Die Wahrheit: Vorsorglich schon mal vorsorgen

Wer für alle Fälle auf Nummer sicher gehen will, der sollte sich überlegen, schießwütige, weiße Polizisten in den USA einfrieren zu lassen.

Vorsorge geht manchmal seltsame Wege: Vorsorglich wurden in diesem Frühjahr in Namibia allen einheimischen Nashörnern die Nashörner abgetrennt. Fachgerecht, vom Veterinär – damit die Wilderer die Tiere nicht umbringen. Denn die Hörner erzielen in China horrende Preise als zerstampftes Potenzpulver für uralte Chinesen. Doch ist ein Nashorn noch ein glückliches Nashorn, ohne Nashorn?

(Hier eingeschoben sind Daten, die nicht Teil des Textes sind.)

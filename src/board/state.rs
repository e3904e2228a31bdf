use crate::zobrist::ZOBRIST;

use super::{Bitboard, CastlingRights, Color, Piece, Square};

/// Everything `make_move` overwrites that the move itself cannot restore.
///
/// Returned by [`Board::make_move`] and consumed by [`Board::unmake_move`];
/// tokens must be handed back in reverse order of creation.
#[derive(Clone, Debug)]
#[must_use = "an UnmakeInfo must be passed back to unmake_move"]
pub struct UnmakeInfo {
    pub(crate) previous_en_passant_target: Option<Square>,
    pub(crate) previous_castling_rights: CastlingRights,
    pub(crate) previous_hash: u64,
    pub(crate) previous_halfmove_clock: u32,
    pub(crate) previous_fullmove_number: u32,
}

#[derive(Clone, Debug)]
pub struct Board {
    pub(crate) squares: [Option<(Color, Piece)>; 64],
    pub(crate) pieces: [[Bitboard; 6]; 2],
    pub(crate) side_to_move: Color,
    pub(crate) en_passant_target: Option<Square>,
    pub(crate) castling_rights: CastlingRights,
    pub(crate) hash: u64, // Zobrist hash
    pub(crate) halfmove_clock: u32,
    pub(crate) fullmove_number: u32,
    // Hashes of every earlier position in the game, oldest first
    pub(crate) history: Vec<u64>,
}

impl Board {
    pub fn new() -> Self {
        let mut board = Board::empty();
        let back_rank = [
            Piece::Rook,
            Piece::Knight,
            Piece::Bishop,
            Piece::Queen,
            Piece::King,
            Piece::Bishop,
            Piece::Knight,
            Piece::Rook,
        ];
        for (file, piece) in back_rank.iter().enumerate() {
            board.set_piece(Square::at(0, file), Color::White, *piece);
            board.set_piece(Square::at(7, file), Color::Black, *piece);
            board.set_piece(Square::at(1, file), Color::White, Piece::Pawn);
            board.set_piece(Square::at(6, file), Color::Black, Piece::Pawn);
        }

        board.castling_rights = CastlingRights::all();
        board.hash = board.calculate_hash();
        board
    }

    pub(crate) fn empty() -> Self {
        Board {
            squares: [None; 64],
            pieces: [[Bitboard::EMPTY; 6]; 2],
            side_to_move: Color::White,
            en_passant_target: None,
            castling_rights: CastlingRights::none(),
            hash: 0,
            halfmove_clock: 0,
            fullmove_number: 1,
            history: Vec::new(),
        }
    }

    /// Place a piece, keeping the mailbox, bitboards and hash in step.
    pub(crate) fn set_piece(&mut self, sq: Square, color: Color, piece: Piece) {
        debug_assert!(self.squares[sq.index()].is_none(), "set_piece on occupied {sq}");
        self.squares[sq.index()] = Some((color, piece));
        self.pieces[color.index()][piece.index()].insert(sq);
        self.hash ^= ZOBRIST.piece(color, piece, sq);
    }

    /// Remove whatever stands on `sq` and return it.
    pub(crate) fn remove_piece(&mut self, sq: Square) -> Option<(Color, Piece)> {
        let taken = self.squares[sq.index()].take();
        if let Some((color, piece)) = taken {
            self.pieces[color.index()][piece.index()].remove(sq);
            self.hash ^= ZOBRIST.piece(color, piece, sq);
        }
        taken
    }

    pub(crate) fn calculate_hash(&self) -> u64 {
        let mut hash = 0;
        for sq in Square::all() {
            if let Some((color, piece)) = self.piece_at(sq) {
                hash ^= ZOBRIST.piece(color, piece, sq);
            }
        }
        if self.side_to_move == Color::Black {
            hash ^= ZOBRIST.black_to_move();
        }
        hash ^= ZOBRIST.castling(self.castling_rights);
        if let Some(ep) = self.en_passant_target {
            hash ^= ZOBRIST.en_passant(ep);
        }
        hash
    }

    /// Piece and color standing on a square
    #[inline]
    #[must_use]
    pub fn piece_at(&self, sq: Square) -> Option<(Color, Piece)> {
        self.squares[sq.index()]
    }

    #[inline]
    pub(crate) fn is_empty(&self, sq: Square) -> bool {
        self.squares[sq.index()].is_none()
    }

    /// Squares holding pieces of one color and kind
    #[inline]
    #[must_use]
    pub fn pieces(&self, color: Color, piece: Piece) -> Bitboard {
        self.pieces[color.index()][piece.index()]
    }

    #[inline]
    #[must_use]
    pub fn side_to_move(&self) -> Color {
        self.side_to_move
    }

    #[must_use]
    pub fn hash(&self) -> u64 {
        self.hash
    }

    #[must_use]
    pub fn castling_rights(&self) -> CastlingRights {
        self.castling_rights
    }

    #[must_use]
    pub fn en_passant_target(&self) -> Option<Square> {
        self.en_passant_target
    }

    #[must_use]
    pub fn halfmove_clock(&self) -> u32 {
        self.halfmove_clock
    }

    #[must_use]
    pub fn fullmove_number(&self) -> u32 {
        self.fullmove_number
    }

    /// Draw by stalemate, the fifty-move rule, insufficient material or repetition.
    ///
    /// A position counts as repeated as soon as it occurs a second time since
    /// the last capture or pawn move.
    pub fn is_draw(&mut self) -> bool {
        self.halfmove_clock >= 100
            || self.is_repetition()
            || self.is_insufficient_material()
            || self.is_stalemate()
    }

    /// True when the current position already occurred since the last irreversible move.
    #[must_use]
    pub fn is_repetition(&self) -> bool {
        self.history
            .iter()
            .rev()
            .take(self.halfmove_clock as usize)
            .any(|&earlier| earlier == self.hash)
    }

    #[must_use]
    pub fn is_insufficient_material(&self) -> bool {
        let heavy_or_pawn = [Piece::Pawn, Piece::Rook, Piece::Queen];
        if Color::BOTH
            .iter()
            .any(|&c| heavy_or_pawn.iter().any(|&p| !self.pieces(c, p).is_empty()))
        {
            return false;
        }

        let knights = self
            .pieces(Color::White, Piece::Knight)
            .or(self.pieces(Color::Black, Piece::Knight));
        let bishops = self
            .pieces(Color::White, Piece::Bishop)
            .or(self.pieces(Color::Black, Piece::Bishop));

        let total_minors = knights.popcount() + bishops.popcount();
        if total_minors <= 1 {
            return true;
        }

        knights.is_empty() && bishops_all_same_color(bishops)
    }
}

impl Default for Board {
    fn default() -> Self {
        Board::new()
    }
}

fn bishops_all_same_color(bishops: Bitboard) -> bool {
    bishops.and(Bitboard::LIGHT_SQUARES).is_empty() || bishops.and(Bitboard::DARK_SQUARES).is_empty()
}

Ist ein Kleinkind, das zum Frühstück Psychopharmaka auf dem Teller vorfindet, noch ein glückliches Kleinkind? Vorsorgliche Gentests mit psychiatrischer Prophezeiung verurteilen in den USA schon Dreijährige zum ständigen Verzehr von Neuroleptika – und das lebenslang. Weil die Kinder im Alter von 15 bis 30 Jahren manisch depressiv werden könnten. Eventuell.

Sagt ein Gen, dem die Pharmaindustrie glaubt. Es gibt nur sehr umstrittene Beweise, dass manisch-depressive Störungen tatsächlich genetisch bedingt sind, aber das stört die Vorsorge nicht. Die Kleinen lernen mit einer Krankheit zu leben, die sie noch nicht haben. Ihnen zittern jetzt vielleicht die Hände, sie haben Gedächtnislücken, sind dauermüde und leiden an Verstopfung, aber unsere Erwachsenenwelt ist friedlicher und weniger erziehungsintensiv geworden.

Warum also nicht ein paar kinderleichte Schritte weitergehen? Alle US-Säuglinge etwa könnten gleich nach der Geburt vorsorglich verstöpselt werden: Einwegtöpfchen aus hautverträglichem Biogummi (wahlweise in Pink oder Blau) werden direkt nach der Entbindung mit der lokalen Epidermis des Hinterausgangs der neuen Bürger verschweißt. Ein farblich passender Töpfchen-Ausfegsauger wird den Eltern ins Haus geliefert, gegen eine minimale Zuzahlung von 500 Dollar.

Dieser Babysauger läuft mit Ökostrom und wandelt all die antiquiert geruchsintensiven Säuglingsabsonderungen automatisch in Blumenerde um. Der Entscheißerungsprozess dauert nur zwei Minuten und verringert vorsorglich den CO2-Ausstoß der nordamerikanischen NeubürgerInnen: Mac Shit Baby Turbo Clean – das Ende der Windel-Ära ist da!

Sozialmedizinische Vorsorge könnte auch das Zeitalter der jugendlichen Gewalttäter in den USA beenden. Alle männlichen Kinder aus Familien, die nicht über die unterste Einkommensklasse von 10.000 Dollar per annum hinauskommen, werden im Alter von zwölf Jahren eingefroren. Nach erfolgreichem Verschlafen von Pubertät und Adoleszenz lässt man sie im Alter von 22 Jahren wieder auftauen. Für einfachste Arbeiten mit detaillierter Anleitung wird der neue Wachzustand dann vermutlich ausreichen.

Ein für alle Mal wird so auch das Problem der vorsorglichen Erschießung von Jugendlichen durch rassistisch motivierte Polizisten eliminiert. Damit endlich Friede im Kühlregal herrscht, werden allerdings die einkommensschwachen, männlichen Jugendlichen aller Ethnien eingefroren.

Über das rein vorsorgliche Einfrieren schießwütiger erwachsener, weißer Polizisten wird in den USA derzeit noch nicht nachgedacht.